P-Flow: Proxy-gradient Flows for Linear Inverse Problems
Zehua Jiang, Fenghao Zhu, Xinquan Wang, Chongwen Huang, Zhaoyang Zhang

TL;DR
P-Flow introduces a proxy-gradient framework for linear inverse problems that stabilizes reconstruction, reduces computational costs, and maintains competitive performance under challenging conditions.
Contribution
The paper proposes P-Flow, a novel method using proxy gradients and Gaussian spherical projection to improve stability and efficiency in flow-based inverse problem solutions.
Findings
P-Flow achieves stable reconstructions without long-chain differentiation.
The method performs well under severe ill-posed conditions and high noise.

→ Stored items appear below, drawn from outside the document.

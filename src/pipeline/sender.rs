use futures_util::SinkExt;
use tokio::io::AsyncWrite;
use tokio::sync::mpsc;
use tokio_util::sync::CancellationToken;
use tracing::{debug, trace, warn};

use crate::command::Command;
use crate::error::ProtocolError;

use super::{SharedWriter, Signal};

/// Drain the outbound queue in order, one flushed line per command.
///
/// A failed write is reported to the receiver and the loop carries on.
pub(super) async fn run<S>(
    mut commands: mpsc::Receiver<Command>,
    writer: SharedWriter<S>,
    signals: mpsc::UnboundedSender<Signal>,
    cancel: CancellationToken,
) where
    S: AsyncWrite,
{
    loop {
        let command = tokio::select! {
            biased;
            _ = cancel.cancelled() => break,
            command = commands.recv() => match command {
                Some(command) => command,
                None => break,
            },
        };

        let action = command.action();
        trace!(command = action, "writing");
        let result = tokio::select! {
            biased;
            _ = cancel.cancelled() => break,
            result = write_line(&writer, command) => result,
        };

        if let Err(e) = result {
            warn!(command = action, error = %e, "write failed");
            let failure = Signal::WriteFailed {
                command: action,
                reason: e.to_string(),
            };
            if signals.send(failure).is_err() {
                debug!("receiver gone; write failure not reported");
            }
        }
    }
    debug!("command sender stopped");
}

/// Write and flush one line under the writer lock.
///
/// On failure the unsent bytes are discarded, so a failed line is never
/// delivered ahead of a later command.
pub(super) async fn write_line<S>(writer: &SharedWriter<S>, command: Command) -> Result<(), ProtocolError>
where
    S: AsyncWrite,
{
    let mut writer = writer.lock().await;
    let result = writer.send(command).await;
    if result.is_err() {
        writer.write_buffer_mut().clear();
    }
    result
}
//! Fuzz target for server line parsing
//!
//! Feeds arbitrary text through parse, room tracking and event mapping,
//! none of which may panic.

#![no_main]

use libfuzzer_sys::fuzz_target;
use slirc_client::{parse_line, Event, Rooms};
use std::str;

fuzz_target!(|data: &[u8]| {
    if let Ok(input) = str::from_utf8(data) {
        if input.len() > slirc_client::MAX_LINE_LEN {
            return;
        }

        let mut rooms = Rooms::new();
        for line in input.split('\n') {
            if let Ok(record) = parse_line(line) {
                rooms.observe(&record, "me");
                let _ = Event::from_record(record);
            }
        }

        // Outbound lines must never carry a second line
        let single = slirc_client::transport::single_line(input);
        assert!(!single.contains(['\r', '\n']));
    }
});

Theoretical analysis supports the stability and effectiveness of P-Flow.
Abstract
Generative models based on flow matching have emerged as a powerful paradigm for inverse problems, offering straighter trajectories and faster sampling compared to diffusion models. However, existing approaches often necessitate differentiating through unrolled paths, leading to numerical instability and prohibitive computational overhead. To address this, we propose P-Flow, a framework that stabilizes the reconstruction process by leveraging a proxy gradient to update the source point. This approach effectively circumvents the numerical instability and memory overhead of long-chain differentiation. To ensure consistency with the prior distribution, we employ a Gaussian spherical projection motivated by the concentration of measure phenomenon in high-dimensional spaces. We further provide a theoretical analysis for P-Flow based on Bayesian theory and Lipschitz continuity. Experiments…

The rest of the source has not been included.